## ASSIGNMENT:
Go through the listing beneath and show each line containing the string "provider".

## GIVEN DATA:
▶
//! LLM client module for WanderWise
//!
//! Provides the generation trait, the Gemini implementation and the adapter
//! that turns a conversation history into model input.

use std::sync::Arc;

use tracing::debug;

mod adapter;
pub mod client;
mod error;
mod gemini;
mod types;

pub use adapter::{adapt, emphasize};
pub use client::LlmClient;
pub use error::LlmError;
pub use gemini::GeminiClient;
pub use types::{ModelContent, ModelInput, ModelRole};

use crate::config::LlmConfig;

/// Create an LLM client based on the provider specified in config
///
/// Currently supports the "gemini" provider.
pub fn create_client(config: &LlmConfig) -> Result<Arc<dyn LlmClient>, LlmError> {
    debug!(provider = %config.provider, model = %config.model, "create_client: called");
    match config.provider.as_str() {
        "gemini" => {
            debug!("create_client: creating Gemini client");
            Ok(Arc::new(GeminiClient::from_config(config)?))
        }
        other => {
            debug!(provider = %other, "create_client: unknown provider");
            Err(LlmError::Config(format!(
                "Unknown LLM provider: '{}'. Supported: gemini",
                other
            )))
        }
    }
}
◀
## ANSWER SPACE:
/// Create an LLM client based on the provider specified in config
/// Currently supports the "gemini" provider.
    debug!(provider = %config.provider, model = %config.model, "create_client: called");
    match config.provider.as_str() {
            debug!(provider = %other, "create_client: unknown provider");
                "Unknown LLM provider: '{}'. Supported: gemini",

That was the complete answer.